*DIRECTIONS FOR THIS TASK*
Go over the records and copy every line with the string "holds".

(Beginning of MATERIAL SUPPLIED)

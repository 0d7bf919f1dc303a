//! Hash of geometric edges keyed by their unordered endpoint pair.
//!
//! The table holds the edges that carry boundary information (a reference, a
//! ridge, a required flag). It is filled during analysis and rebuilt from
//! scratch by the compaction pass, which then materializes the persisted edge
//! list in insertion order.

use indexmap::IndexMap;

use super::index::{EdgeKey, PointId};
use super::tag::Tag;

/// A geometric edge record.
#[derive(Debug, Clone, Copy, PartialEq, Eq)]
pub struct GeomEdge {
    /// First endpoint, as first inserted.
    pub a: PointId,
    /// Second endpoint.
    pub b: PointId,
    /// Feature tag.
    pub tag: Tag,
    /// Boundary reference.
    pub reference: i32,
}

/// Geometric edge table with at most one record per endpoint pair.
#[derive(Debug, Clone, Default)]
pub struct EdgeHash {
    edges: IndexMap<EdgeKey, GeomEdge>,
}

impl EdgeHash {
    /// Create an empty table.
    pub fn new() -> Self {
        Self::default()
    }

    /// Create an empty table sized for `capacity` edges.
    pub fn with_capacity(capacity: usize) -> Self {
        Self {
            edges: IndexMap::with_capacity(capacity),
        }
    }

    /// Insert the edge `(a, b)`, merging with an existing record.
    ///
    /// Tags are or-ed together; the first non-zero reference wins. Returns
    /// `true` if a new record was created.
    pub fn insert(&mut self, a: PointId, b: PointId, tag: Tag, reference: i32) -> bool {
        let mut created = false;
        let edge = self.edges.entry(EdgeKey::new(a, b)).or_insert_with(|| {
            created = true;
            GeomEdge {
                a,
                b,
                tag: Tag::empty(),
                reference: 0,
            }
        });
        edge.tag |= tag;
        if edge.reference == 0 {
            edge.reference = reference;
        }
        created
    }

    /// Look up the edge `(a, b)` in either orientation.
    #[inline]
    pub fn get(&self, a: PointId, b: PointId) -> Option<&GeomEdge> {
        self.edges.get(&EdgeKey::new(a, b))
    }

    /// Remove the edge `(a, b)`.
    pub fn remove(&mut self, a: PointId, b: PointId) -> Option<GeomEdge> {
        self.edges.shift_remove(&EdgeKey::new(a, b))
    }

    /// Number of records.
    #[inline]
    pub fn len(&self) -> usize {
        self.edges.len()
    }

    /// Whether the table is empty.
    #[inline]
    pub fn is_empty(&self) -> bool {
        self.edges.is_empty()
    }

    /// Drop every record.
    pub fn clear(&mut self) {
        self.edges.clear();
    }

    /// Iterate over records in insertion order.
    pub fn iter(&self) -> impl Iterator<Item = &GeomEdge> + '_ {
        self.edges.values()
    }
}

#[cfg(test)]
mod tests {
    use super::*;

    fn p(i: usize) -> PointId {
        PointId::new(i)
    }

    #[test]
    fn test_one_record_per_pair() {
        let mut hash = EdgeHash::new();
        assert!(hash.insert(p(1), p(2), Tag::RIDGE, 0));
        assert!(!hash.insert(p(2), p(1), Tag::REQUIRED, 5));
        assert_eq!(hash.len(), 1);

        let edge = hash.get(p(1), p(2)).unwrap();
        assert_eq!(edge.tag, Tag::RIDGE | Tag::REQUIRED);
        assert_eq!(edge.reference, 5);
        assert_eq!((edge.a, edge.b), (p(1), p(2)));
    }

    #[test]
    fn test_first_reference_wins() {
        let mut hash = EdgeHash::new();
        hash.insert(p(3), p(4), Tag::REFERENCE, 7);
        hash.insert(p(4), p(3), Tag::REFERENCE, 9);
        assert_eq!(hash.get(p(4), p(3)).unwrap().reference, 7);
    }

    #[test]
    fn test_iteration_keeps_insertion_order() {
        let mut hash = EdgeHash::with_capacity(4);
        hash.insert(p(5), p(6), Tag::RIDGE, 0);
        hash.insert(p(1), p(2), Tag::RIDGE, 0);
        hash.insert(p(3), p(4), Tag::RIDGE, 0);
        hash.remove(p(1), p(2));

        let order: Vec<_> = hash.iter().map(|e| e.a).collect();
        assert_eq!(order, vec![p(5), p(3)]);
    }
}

(End of MATERIAL SUPPLIED)
(Beginning of MATERIAL SUPPLIED)

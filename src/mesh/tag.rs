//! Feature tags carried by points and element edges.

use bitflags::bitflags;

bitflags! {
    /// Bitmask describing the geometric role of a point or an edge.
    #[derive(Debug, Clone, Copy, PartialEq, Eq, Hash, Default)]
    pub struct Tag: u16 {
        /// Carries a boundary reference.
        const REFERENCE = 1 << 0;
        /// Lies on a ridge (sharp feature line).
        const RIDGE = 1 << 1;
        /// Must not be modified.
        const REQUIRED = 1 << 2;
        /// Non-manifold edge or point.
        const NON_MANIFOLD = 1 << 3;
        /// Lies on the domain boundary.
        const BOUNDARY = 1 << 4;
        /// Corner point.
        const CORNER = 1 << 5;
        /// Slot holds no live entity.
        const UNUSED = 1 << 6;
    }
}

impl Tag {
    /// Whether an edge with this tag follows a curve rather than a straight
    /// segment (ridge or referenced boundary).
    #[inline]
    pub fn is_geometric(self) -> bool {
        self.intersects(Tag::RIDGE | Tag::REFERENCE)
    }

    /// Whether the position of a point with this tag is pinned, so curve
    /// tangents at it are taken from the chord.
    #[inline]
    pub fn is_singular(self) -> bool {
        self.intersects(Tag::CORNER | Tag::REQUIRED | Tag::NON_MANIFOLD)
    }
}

(End of MATERIAL SUPPLIED)
(Beginning of MATERIAL SUPPLIED)

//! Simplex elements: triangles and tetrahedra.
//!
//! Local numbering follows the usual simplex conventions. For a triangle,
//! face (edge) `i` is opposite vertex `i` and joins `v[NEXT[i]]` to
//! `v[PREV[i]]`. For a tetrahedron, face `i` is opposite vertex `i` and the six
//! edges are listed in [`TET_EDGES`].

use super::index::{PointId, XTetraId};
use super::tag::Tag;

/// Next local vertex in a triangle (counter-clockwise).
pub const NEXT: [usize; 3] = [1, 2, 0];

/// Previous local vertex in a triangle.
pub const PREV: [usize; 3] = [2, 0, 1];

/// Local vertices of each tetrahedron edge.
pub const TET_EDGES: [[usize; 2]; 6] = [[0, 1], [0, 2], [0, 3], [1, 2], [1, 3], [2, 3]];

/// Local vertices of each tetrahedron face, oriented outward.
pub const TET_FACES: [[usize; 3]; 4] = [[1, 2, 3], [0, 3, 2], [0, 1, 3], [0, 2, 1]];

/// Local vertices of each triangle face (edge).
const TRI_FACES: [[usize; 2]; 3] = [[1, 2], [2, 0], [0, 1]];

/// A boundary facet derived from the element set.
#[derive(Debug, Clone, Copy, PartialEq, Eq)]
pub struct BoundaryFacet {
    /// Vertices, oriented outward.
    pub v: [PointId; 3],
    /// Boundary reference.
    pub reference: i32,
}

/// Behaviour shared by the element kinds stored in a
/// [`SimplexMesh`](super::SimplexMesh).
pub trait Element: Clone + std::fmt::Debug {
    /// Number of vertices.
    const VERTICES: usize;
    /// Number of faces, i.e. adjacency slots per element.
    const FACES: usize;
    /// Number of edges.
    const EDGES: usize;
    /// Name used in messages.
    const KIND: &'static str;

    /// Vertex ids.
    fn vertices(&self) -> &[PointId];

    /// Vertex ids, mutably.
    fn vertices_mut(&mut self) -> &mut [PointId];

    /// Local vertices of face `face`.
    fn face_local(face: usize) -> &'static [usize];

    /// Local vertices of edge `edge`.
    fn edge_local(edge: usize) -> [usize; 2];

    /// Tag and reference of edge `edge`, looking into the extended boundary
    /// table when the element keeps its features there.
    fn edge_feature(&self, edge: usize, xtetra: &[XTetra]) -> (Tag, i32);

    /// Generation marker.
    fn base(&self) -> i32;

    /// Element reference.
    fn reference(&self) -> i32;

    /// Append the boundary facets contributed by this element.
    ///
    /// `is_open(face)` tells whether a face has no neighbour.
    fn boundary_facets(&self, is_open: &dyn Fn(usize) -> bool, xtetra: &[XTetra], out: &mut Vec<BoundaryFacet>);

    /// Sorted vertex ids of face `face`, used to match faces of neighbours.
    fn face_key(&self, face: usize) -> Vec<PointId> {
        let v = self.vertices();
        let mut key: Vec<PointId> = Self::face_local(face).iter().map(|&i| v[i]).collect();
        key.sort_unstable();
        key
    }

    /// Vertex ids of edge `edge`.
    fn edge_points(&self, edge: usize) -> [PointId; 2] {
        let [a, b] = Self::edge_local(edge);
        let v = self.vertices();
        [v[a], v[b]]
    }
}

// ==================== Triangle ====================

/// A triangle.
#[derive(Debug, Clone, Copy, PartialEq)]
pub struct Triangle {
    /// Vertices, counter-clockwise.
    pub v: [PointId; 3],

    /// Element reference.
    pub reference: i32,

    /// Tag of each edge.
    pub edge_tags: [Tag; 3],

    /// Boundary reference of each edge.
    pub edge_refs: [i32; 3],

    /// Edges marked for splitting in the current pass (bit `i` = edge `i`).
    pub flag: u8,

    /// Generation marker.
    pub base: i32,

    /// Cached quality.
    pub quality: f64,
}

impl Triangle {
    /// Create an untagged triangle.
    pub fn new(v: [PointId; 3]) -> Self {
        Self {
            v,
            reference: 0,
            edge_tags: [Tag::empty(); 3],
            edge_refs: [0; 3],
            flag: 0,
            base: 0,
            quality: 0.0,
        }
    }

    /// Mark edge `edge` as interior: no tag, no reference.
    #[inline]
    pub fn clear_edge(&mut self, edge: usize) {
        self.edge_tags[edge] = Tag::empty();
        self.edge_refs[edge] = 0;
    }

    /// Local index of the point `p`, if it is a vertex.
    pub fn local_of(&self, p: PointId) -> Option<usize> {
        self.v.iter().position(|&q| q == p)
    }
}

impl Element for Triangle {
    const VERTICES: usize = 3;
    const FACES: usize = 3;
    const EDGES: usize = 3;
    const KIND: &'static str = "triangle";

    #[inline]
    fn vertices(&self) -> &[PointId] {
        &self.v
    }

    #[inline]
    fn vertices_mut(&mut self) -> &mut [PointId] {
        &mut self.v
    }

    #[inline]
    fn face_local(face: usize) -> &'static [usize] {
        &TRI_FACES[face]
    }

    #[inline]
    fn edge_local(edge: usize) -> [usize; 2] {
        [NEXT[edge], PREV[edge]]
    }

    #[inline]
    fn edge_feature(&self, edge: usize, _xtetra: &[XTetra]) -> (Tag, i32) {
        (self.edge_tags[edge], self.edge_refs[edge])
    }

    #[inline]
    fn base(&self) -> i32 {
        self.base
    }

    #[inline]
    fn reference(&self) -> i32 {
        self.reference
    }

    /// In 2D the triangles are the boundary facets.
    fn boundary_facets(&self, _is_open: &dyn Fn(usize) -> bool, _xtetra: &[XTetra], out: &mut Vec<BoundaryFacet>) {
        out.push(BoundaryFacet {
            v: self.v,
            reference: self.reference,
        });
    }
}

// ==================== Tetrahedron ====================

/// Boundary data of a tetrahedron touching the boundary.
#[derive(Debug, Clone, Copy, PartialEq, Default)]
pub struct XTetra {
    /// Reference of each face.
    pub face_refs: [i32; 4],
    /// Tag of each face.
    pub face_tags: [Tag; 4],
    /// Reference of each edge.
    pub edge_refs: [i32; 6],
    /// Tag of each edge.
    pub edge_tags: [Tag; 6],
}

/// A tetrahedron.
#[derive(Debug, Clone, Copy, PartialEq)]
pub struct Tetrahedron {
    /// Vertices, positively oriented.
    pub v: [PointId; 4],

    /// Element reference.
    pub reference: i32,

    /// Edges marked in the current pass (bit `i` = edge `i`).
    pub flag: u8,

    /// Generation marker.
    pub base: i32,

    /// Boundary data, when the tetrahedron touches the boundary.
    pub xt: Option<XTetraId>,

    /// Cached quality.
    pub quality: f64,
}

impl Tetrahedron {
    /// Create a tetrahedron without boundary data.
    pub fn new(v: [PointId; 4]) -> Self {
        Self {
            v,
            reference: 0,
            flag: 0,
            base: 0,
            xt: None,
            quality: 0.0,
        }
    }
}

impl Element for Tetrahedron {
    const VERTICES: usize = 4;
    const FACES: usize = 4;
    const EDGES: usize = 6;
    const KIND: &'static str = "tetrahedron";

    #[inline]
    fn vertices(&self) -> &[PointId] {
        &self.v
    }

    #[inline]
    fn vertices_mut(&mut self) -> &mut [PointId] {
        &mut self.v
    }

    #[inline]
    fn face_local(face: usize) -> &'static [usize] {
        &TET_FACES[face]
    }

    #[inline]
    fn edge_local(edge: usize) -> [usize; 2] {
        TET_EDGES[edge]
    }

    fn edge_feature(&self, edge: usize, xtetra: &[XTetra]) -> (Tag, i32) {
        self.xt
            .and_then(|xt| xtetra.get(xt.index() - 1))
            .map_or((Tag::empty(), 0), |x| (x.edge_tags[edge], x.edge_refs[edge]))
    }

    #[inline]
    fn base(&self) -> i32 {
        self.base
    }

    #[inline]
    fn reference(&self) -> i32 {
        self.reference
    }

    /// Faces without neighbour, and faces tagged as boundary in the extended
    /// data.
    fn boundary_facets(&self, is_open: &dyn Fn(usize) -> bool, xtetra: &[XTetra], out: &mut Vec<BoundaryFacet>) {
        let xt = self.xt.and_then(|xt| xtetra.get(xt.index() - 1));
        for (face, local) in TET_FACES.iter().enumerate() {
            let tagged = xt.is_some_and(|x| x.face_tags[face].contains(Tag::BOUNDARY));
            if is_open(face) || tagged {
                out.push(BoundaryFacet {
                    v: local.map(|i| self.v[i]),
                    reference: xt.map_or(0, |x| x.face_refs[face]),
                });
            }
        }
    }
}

(End of MATERIAL SUPPLIED)

*OUTPUT*
//! The table holds the edges that carry boundary information (a reference, a
        /// Slot holds no live entity.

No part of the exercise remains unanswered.